I finished my vascular surgery training in 1983 and accepted a position at the Wadsworth (West Los Angeles) VA Medical Center at UCLA where I had the opportunity to establish my own vascular laboratory and was the only formally trained vascular surgeon. However, shortly after I left Seattle, Dr Strandness offered me the position of Chief of the Vascular Surgery Section at the Seattle VA Medical Center, which I gladly accepted. So, in 1984, I moved to Seattle for the third time, and I have been on the University of Washington faculty continuously ever since. In 1992, I moved my primary site of practice from the Seattle VA Medical Center to the University of Washington Medical Center.
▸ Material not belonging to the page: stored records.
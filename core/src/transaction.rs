//! # Transactions
//!
//! A [`Transaction`] is a proposed external invocation: who asked for it,
//! where the value goes, how much, and an opaque payload for the receiving
//! side. Once appended to the store it is never deleted; only its
//! confirmation count and executed flag change, and both changes flow
//! through the store's choke points so the bookkeeping can never drift.
//!
//! `Pending` and `QuorumReached` are never stored. They are derived on
//! demand from the count and the registry threshold, so there is no stale
//! status field to forget to update.

use crate::address::Address;
use chrono::{DateTime, Utc};
use serde::{Deserialize, Serialize};
use std::fmt;

/// Dense transaction identifier: the index of the transaction in the store.
pub type TxId = u64;

// ---------------------------------------------------------------------------
// TxStatus
// ---------------------------------------------------------------------------

/// Derived lifecycle state of a transaction.
#[derive(Debug, Clone, Copy, PartialEq, Eq, Serialize, Deserialize)]
#[serde(rename_all = "snake_case")]
pub enum TxStatus {
    /// Confirmations are below the threshold.
    Pending,
    /// Confirmations meet or exceed the threshold; any owner may execute.
    QuorumReached,
    /// The external invocation succeeded. Terminal.
    Executed,
}

impl TxStatus {
    /// Human-readable name, used in log lines and terminal output.
    pub fn as_str(&self) -> &'static str {
        match self {
            TxStatus::Pending => "Pending",
            TxStatus::QuorumReached => "QuorumReached",
            TxStatus::Executed => "Executed",
        }
    }
}

impl fmt::Display for TxStatus {
    fn fmt(&self, f: &mut fmt::Formatter<'_>) -> fmt::Result {
        f.write_str(self.as_str())
    }
}

// ---------------------------------------------------------------------------
// Transaction
// ---------------------------------------------------------------------------

/// A proposed external invocation tracked from submission to execution.
#[derive(Debug, Clone, PartialEq, Eq, Serialize, Deserialize)]
pub struct Transaction {
    /// Identifier, equal to this transaction's index in the store.
    id: TxId,

    /// The owner who submitted the transaction.
    proposer: Address,

    /// Where the invocation is directed. Never the null identity.
    target: Address,

    /// Value to move, in smallest units.
    value: u64,

    /// Opaque call data handed to the target. The vault never inspects it.
    payload: Vec<u8>,

    /// Number of distinct owners currently confirming. Kept in lockstep
    /// with the store's confirmation records.
    confirmation_count: usize,

    /// Set once the external invocation has succeeded. Never unset after
    /// a successful execute.
    executed: bool,

    /// When the transaction was submitted (UTC).
    submitted_at: DateTime<Utc>,
}

impl Transaction {
    /// Creates a fresh, unconfirmed transaction.
    ///
    /// Only the store constructs transactions; the proposer's
    /// auto-confirmation is recorded through the store immediately after
    /// the append so count and records stay in lockstep.
    pub(crate) fn new(
        id: TxId,
        proposer: Address,
        target: Address,
        value: u64,
        payload: Vec<u8>,
    ) -> Self {
        Self {
            id,
            proposer,
            target,
            value,
            payload,
            confirmation_count: 0,
            executed: false,
            submitted_at: Utc::now(),
        }
    }

    /// The transaction's identifier.
    pub fn id(&self) -> TxId {
        self.id
    }

    /// The owner who submitted this transaction.
    pub fn proposer(&self) -> Address {
        self.proposer
    }

    /// The invocation target.
    pub fn target(&self) -> Address {
        self.target
    }

    /// The value to move, in smallest units.
    pub fn value(&self) -> u64 {
        self.value
    }

    /// The opaque call payload.
    pub fn payload(&self) -> &[u8] {
        &self.payload
    }

    /// Number of distinct owners currently confirming.
    pub fn confirmation_count(&self) -> usize {
        self.confirmation_count
    }

    /// Returns `true` once the invocation has succeeded.
    pub fn is_executed(&self) -> bool {
        self.executed
    }

    /// When the transaction was submitted (UTC).
    pub fn submitted_at(&self) -> DateTime<Utc> {
        self.submitted_at
    }

    /// Derives the lifecycle status against the given quorum threshold.
    pub fn status(&self, threshold: usize) -> TxStatus {
        if self.executed {
            TxStatus::Executed
        } else if self.confirmation_count >= threshold {
            TxStatus::QuorumReached
        } else {
            TxStatus::Pending
        }
    }

    // -----------------------------------------------------------------------
    // Store-internal mutators
    // -----------------------------------------------------------------------

    pub(crate) fn note_confirmation(&mut self) {
        self.confirmation_count += 1;
    }

    pub(crate) fn note_revocation(&mut self) {
        self.confirmation_count -= 1;
    }

    pub(crate) fn set_executed(&mut self, executed: bool) {
        self.executed = executed;
    }
}

// ---------------------------------------------------------------------------
// Tests
// ---------------------------------------------------------------------------

#[cfg(test)]
mod tests {
    use super::*;

    fn addr(fill: u8) -> Address {
        Address::from_bytes([fill; 32])
    }

    fn tx() -> Transaction {
        Transaction::new(0, addr(1), addr(9), 500, vec![0xDE, 0xAD])
    }

    #[test]
    fn new_transaction_starts_unconfirmed() {
        let t = tx();
        assert_eq!(t.id(), 0);
        assert_eq!(t.proposer(), addr(1));
        assert_eq!(t.target(), addr(9));
        assert_eq!(t.value(), 500);
        assert_eq!(t.payload(), &[0xDE, 0xAD]);
        assert_eq!(t.confirmation_count(), 0);
        assert!(!t.is_executed());
    }

    #[test]
    fn status_tracks_count_against_threshold() {
        let mut t = tx();
        assert_eq!(t.status(2), TxStatus::Pending);

        t.note_confirmation();
        assert_eq!(t.status(2), TxStatus::Pending);

        t.note_confirmation();
        assert_eq!(t.status(2), TxStatus::QuorumReached);

        t.note_revocation();
        assert_eq!(t.status(2), TxStatus::Pending);
    }

    #[test]
    fn executed_dominates_status() {
        let mut t = tx();
        t.note_confirmation();
        t.set_executed(true);
        // Even with the count below threshold, executed wins.
        assert_eq!(t.status(5), TxStatus::Executed);
    }

    #[test]
    fn status_display_names() {
        assert_eq!(TxStatus::Pending.to_string(), "Pending");
        assert_eq!(TxStatus::QuorumReached.to_string(), "QuorumReached");
        assert_eq!(TxStatus::Executed.to_string(), "Executed");
    }

    #[test]
    fn status_serializes_snake_case() {
        let json = serde_json::to_string(&TxStatus::QuorumReached).unwrap();
        assert_eq!(json, "\"quorum_reached\"");
    }

    #[test]
    fn serialization_roundtrip() {
        let mut t = tx();
        t.note_confirmation();

        let json = serde_json::to_string(&t).expect("serialize");
        let back: Transaction = serde_json::from_str(&json).expect("deserialize");
        assert_eq!(back, t);
    }
}
//! # CLI Interface
//!
//! Defines the command-line argument structure for `covault-node` using
//! `clap` derive. Supports four subcommands: `run`, `init`, `status`,
//! and `version`.

use clap::{Parser, Subcommand};
use std::path::PathBuf;

/// Covault authorization vault node.
///
/// Hosts a quorum-gated vault: owners submit outbound transactions,
/// collect confirmations over the REST API, and execute them once the
/// configured threshold is reached. Exposes Prometheus metrics and an
/// audit event stream.
#[derive(Parser, Debug)]
#[command(
    name = "covault-node",
    about = "Covault authorization vault node",
    version,
    propagate_version = true
)]
pub struct CovaultNodeCli {
    /// Subcommand to execute.
    #[command(subcommand)]
    pub command: Commands,
}

/// Top-level subcommands for the Covault node binary.
#[derive(Subcommand, Debug)]
pub enum Commands {
    /// Start the vault node.
    Run(RunArgs),
    /// Initialize a new vault -- generates owner identities and writes
    /// a starter configuration file.
    Init(InitArgs),
    /// Query the status of a running node via its RPC endpoint.
    Status(StatusArgs),
    /// Print version information and exit.
    Version,
}

/// Arguments for the `run` subcommand.
#[derive(Parser, Debug)]
pub struct RunArgs {
    /// Path to the vault configuration file (TOML).
    ///
    /// When omitted, the node looks for `covault.toml` in the working
    /// directory and falls back to built-in defaults.
    #[arg(long, short = 'c', env = "COVAULT_CONFIG")]
    pub config: Option<PathBuf>,

    /// Port for the REST API. Overrides the configuration file.
    #[arg(long, env = "COVAULT_RPC_PORT")]
    pub rpc_port: Option<u16>,

    /// Port for the Prometheus metrics endpoint. Overrides the
    /// configuration file.
    #[arg(long, env = "COVAULT_METRICS_PORT")]
    pub metrics_port: Option<u16>,
}

/// Arguments for the `init` subcommand.
#[derive(Parser, Debug)]
pub struct InitArgs {
    /// Where to write the generated configuration file.
    #[arg(long, short = 'c', env = "COVAULT_CONFIG", default_value = "covault.toml")]
    pub config: PathBuf,

    /// Network to configure for: mainnet, testnet, or devnet.
    #[arg(long, default_value = "devnet")]
    pub network: String,

    /// Number of owner identities to generate.
    #[arg(long, default_value_t = 3)]
    pub owners: usize,

    /// Confirmations required before a transaction may execute.
    #[arg(long, default_value_t = 2)]
    pub threshold: usize,

    /// Overwrite an existing configuration file.
    #[arg(long)]
    pub force: bool,
}

/// Arguments for the `status` subcommand.
#[derive(Parser, Debug)]
pub struct StatusArgs {
    /// RPC address of the running node.
    #[arg(long, env = "COVAULT_RPC_ADDR", default_value = "127.0.0.1:9630")]
    pub addr: String,
}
Dr Strandness died in 2002 at the age of 73. He was head of the Vascular Surgery Division at the University of Washington until 1995 and, although he retired with emeritus status at that time, he continued to run a research laboratory and see patients until a few weeks before his death. I succeeded Dr Strandness as Medical Director of the vascular laboratory at the University of Washington Medical Center, which was officially named in his honor in 2007. In retrospect, I have been fortunate to be in the right place at the right time to participate in many important developments in the vascular laboratory, and I have tried to take full advantage of those opportunities. Dr Strandness had a special proclivity for asking important clinical questions and assembling a team of trainees and colleagues to answer them. He was a steady guiding force but gave us space to express our own views and creativity. With that approach, the contributions of the University of Washington group have helped to make the noninvasive vascular laboratory the essential clinical resource that it is today. I believe that the reasons for this success are embodied in the four ‘lessons’ that Dr Strandness presented in his Presidential Address to the Society for Vascular Surgery in 1989: 1
Lesson 1. Do not give up too soon, cast your net widely, look outside your own field.
Lesson 2. Do not be afraid to get some extra training, it always helps.
Lesson 3. Take advantage of unique situations when they are presented to you. Serendipity is marvelous – take advantage of it.
Lesson 4. There are people in this world who are not threatened by new ideas and are supportive of the work of young investigators.
Footnotes
Declaration of conflicting interests
The author declared no potential conflicts of interest with respect to the research, authorship, and/or publication of this article.
Funding
The author received no financial support for the research, authorship, and/or publication of this article.